• [Data records]:
++++++

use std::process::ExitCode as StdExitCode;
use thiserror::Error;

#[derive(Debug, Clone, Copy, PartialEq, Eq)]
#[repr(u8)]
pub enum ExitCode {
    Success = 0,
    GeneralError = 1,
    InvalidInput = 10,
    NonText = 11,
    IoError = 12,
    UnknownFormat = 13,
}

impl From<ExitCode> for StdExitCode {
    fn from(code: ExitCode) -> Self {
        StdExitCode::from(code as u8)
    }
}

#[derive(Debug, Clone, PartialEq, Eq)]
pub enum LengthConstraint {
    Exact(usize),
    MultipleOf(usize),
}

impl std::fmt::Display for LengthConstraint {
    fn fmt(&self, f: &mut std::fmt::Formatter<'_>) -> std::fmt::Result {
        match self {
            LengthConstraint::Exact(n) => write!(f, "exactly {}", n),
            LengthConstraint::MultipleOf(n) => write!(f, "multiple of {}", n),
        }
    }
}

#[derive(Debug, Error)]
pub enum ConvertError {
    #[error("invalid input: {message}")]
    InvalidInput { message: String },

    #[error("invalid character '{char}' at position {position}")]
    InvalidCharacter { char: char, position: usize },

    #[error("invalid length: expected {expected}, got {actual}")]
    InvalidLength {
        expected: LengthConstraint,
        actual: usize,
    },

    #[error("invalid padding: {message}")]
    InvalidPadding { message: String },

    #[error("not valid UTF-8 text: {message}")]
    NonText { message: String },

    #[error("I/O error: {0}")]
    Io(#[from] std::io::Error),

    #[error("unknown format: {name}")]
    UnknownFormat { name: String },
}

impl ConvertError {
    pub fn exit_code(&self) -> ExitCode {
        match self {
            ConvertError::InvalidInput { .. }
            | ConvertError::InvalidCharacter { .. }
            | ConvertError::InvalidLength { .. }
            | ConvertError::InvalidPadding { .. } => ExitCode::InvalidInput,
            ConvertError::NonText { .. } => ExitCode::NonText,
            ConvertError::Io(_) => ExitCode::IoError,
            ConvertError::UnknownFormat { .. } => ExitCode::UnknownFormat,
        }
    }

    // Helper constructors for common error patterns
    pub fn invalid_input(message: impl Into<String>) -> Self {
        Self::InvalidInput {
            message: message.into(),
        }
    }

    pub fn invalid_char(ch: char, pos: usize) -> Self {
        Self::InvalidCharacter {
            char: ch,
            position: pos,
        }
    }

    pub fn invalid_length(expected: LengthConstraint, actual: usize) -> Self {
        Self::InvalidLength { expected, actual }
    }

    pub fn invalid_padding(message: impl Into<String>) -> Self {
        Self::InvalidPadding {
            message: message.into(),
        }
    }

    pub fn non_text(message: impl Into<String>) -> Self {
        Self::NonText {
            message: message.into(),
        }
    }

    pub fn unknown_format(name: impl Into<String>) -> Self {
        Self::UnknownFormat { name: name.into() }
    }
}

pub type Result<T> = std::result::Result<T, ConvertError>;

++++++

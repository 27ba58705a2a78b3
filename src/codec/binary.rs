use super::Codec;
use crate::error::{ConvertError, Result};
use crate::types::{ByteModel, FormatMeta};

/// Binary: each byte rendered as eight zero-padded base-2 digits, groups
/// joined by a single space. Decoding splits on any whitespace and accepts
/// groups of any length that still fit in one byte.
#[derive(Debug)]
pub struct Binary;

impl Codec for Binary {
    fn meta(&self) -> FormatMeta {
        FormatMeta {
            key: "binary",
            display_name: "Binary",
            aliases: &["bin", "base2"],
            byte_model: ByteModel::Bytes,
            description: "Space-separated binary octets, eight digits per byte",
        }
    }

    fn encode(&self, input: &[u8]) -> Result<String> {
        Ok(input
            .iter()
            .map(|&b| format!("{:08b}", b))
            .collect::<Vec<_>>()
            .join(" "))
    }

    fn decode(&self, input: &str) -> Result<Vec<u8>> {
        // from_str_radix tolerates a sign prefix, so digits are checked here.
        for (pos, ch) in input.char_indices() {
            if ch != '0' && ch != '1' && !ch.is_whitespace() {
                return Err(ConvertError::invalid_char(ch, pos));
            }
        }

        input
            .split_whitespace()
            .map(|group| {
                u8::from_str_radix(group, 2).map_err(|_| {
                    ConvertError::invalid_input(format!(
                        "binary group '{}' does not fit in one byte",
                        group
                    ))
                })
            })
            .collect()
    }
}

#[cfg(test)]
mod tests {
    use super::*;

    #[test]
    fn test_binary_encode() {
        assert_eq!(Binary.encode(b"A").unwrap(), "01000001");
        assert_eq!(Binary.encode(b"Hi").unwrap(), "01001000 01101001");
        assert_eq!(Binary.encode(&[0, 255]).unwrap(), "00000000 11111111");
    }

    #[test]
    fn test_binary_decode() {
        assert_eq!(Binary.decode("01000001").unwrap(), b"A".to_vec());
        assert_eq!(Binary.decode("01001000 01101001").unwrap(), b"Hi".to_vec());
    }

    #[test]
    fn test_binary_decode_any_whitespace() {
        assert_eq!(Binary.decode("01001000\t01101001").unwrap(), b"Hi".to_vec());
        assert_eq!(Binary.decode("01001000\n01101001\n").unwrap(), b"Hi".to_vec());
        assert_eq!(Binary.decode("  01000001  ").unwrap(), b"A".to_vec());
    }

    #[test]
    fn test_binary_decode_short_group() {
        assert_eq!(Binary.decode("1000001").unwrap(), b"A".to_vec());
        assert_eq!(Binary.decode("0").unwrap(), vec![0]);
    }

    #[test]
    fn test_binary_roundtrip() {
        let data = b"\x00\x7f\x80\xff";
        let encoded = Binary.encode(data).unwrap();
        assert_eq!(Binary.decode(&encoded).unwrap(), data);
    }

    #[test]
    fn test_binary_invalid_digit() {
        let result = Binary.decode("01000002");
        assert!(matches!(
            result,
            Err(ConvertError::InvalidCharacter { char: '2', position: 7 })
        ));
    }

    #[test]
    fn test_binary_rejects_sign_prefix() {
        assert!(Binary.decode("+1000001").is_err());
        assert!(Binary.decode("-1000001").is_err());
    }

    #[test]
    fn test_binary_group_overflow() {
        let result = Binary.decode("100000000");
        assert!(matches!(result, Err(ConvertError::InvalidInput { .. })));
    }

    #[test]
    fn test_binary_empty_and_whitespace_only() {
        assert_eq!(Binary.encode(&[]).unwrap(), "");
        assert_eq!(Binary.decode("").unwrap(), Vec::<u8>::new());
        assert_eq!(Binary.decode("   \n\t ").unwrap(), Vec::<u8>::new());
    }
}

++++++

• [Exercise details]:
Would you retype the lines above from the one with "pub fn exit_code(&self)" down to the one with "pub fn invalid_length(expected: LengthConstraint, actual: usize)", word for word, both ends included and no other lines?

• [Result of the task]:
    pub fn exit_code(&self) -> ExitCode {
        match self {
            ConvertError::InvalidInput { .. }
            | ConvertError::InvalidCharacter { .. }
            | ConvertError::InvalidLength { .. }
            | ConvertError::InvalidPadding { .. } => ExitCode::InvalidInput,
            ConvertError::NonText { .. } => ExitCode::NonText,
            ConvertError::Io(_) => ExitCode::IoError,
            ConvertError::UnknownFormat { .. } => ExitCode::UnknownFormat,
        }
    }

    // Helper constructors for common error patterns
    pub fn invalid_input(message: impl Into<String>) -> Self {
        Self::InvalidInput {
            message: message.into(),
        }
    }

    pub fn invalid_char(ch: char, pos: usize) -> Self {
        Self::InvalidCharacter {
            char: ch,
            position: pos,
        }
    }

    pub fn invalid_length(expected: LengthConstraint, actual: usize) -> Self {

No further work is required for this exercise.